§ YOUR ASSIGNMENT:
Start at the line with "let file_name = path" in the records below, stop at the line with "Self::from_json_str(&contents)", and return every line in that span exactly, the two end lines included.

§ TASK INPUT:
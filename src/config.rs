//! Runtime configuration.
//!
//! Every field has a default, so an empty JSON object (or no file at all)
//! yields a working configuration.
//!
//! # Examples
//!
//! ```
//! use kazera::config::KazeraConfig;
//!
//! let config = KazeraConfig::from_json_str(r#"{ "upcoming_window_days": 14 }"#).unwrap();
//! assert_eq!(config.upcoming_window_days, 14);
//! assert_eq!(config.task_snapshot_key, "kazera-tasks");
//! ```

use crate::task::domain::{DEFAULT_UPCOMING_WINDOW_DAYS, DeadlineClassifier};
use crate::task::services::DEFAULT_DEADLINE_LIMIT;
use camino::Utf8Path;
use cap_std::ambient_authority;
use cap_std::fs_utf8::Dir;
use serde::{Deserialize, Serialize};
use thiserror::Error;
use tracing::debug;

/// Default snapshot key for the task collection.
pub const DEFAULT_TASK_SNAPSHOT_KEY: &str = "kazera-tasks";

/// Default snapshot key for the note collection.
pub const DEFAULT_NOTE_SNAPSHOT_KEY: &str = "notes";

/// Errors returned while loading configuration.
#[derive(Debug, Error)]
pub enum ConfigError {
    /// The configuration path has no file name component.
    #[error("configuration path '{0}' must name a file")]
    MissingFileName(String),

    /// The configuration file could not be read.
    #[error("failed to read configuration: {0}")]
    Read(#[from] std::io::Error),

    /// The configuration file is not valid JSON for [`KazeraConfig`].
    #[error("failed to parse configuration: {0}")]
    Parse(#[from] serde_json::Error),
}

/// Tunables for the task and note stores.
#[derive(Debug, Clone, PartialEq, Eq, Serialize, Deserialize)]
#[serde(default, deny_unknown_fields)]
pub struct KazeraConfig {
    /// Days after today that still count as an upcoming deadline.
    pub upcoming_window_days: u32,
    /// Maximum number of approaching deadlines listed on the dashboard.
    pub dashboard_deadline_limit: usize,
    /// Snapshot key holding the task collection.
    pub task_snapshot_key: String,
    /// Snapshot key holding the note collection.
    pub note_snapshot_key: String,
}

impl Default for KazeraConfig {
    fn default() -> Self {
        Self {
            upcoming_window_days: DEFAULT_UPCOMING_WINDOW_DAYS,
            dashboard_deadline_limit: DEFAULT_DEADLINE_LIMIT,
            task_snapshot_key: DEFAULT_TASK_SNAPSHOT_KEY.to_owned(),
            note_snapshot_key: DEFAULT_NOTE_SNAPSHOT_KEY.to_owned(),
        }
    }
}

impl KazeraConfig {
    /// Parses configuration from JSON text.
    ///
    /// # Errors
    ///
    /// Returns [`ConfigError::Parse`] for malformed JSON or unknown fields.
    pub fn from_json_str(contents: &str) -> Result<Self, ConfigError> {
        Ok(serde_json::from_str(contents)?)
    }

    /// Reads configuration from the JSON file at `path`.
    ///
    /// # Errors
    ///
    /// Returns [`ConfigError`] when the path names no file, the file cannot
    /// be read, or its contents do not parse.
    pub fn load(path: &Utf8Path) -> Result<Self, ConfigError> {
        let file_name = path
            .file_name()
            .ok_or_else(|| ConfigError::MissingFileName(path.to_string()))?;
        let parent = path
            .parent()
            .filter(|dir| !dir.as_str().is_empty())
            .unwrap_or_else(|| Utf8Path::new("."));
        let dir = Dir::open_ambient_dir(parent, ambient_authority())?;
        let contents = dir.read_to_string(file_name)?;
        debug!(%path, "loaded configuration");
        Self::from_json_str(&contents)
    }

    /// Builds the deadline classifier for the configured window.
    #[must_use]
    pub const fn classifier(&self) -> DeadlineClassifier {
        DeadlineClassifier::new(self.upcoming_window_days)
    }
}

§ TASK RESULT:
        let file_name = path
            .file_name()
            .ok_or_else(|| ConfigError::MissingFileName(path.to_string()))?;
        let parent = path
            .parent()
            .filter(|dir| !dir.as_str().is_empty())
            .unwrap_or_else(|| Utf8Path::new("."));
        let dir = Dir::open_ambient_dir(parent, ambient_authority())?;
        let contents = dir.read_to_string(file_name)?;
        debug!(%path, "loaded configuration");
        Self::from_json_str(&contents)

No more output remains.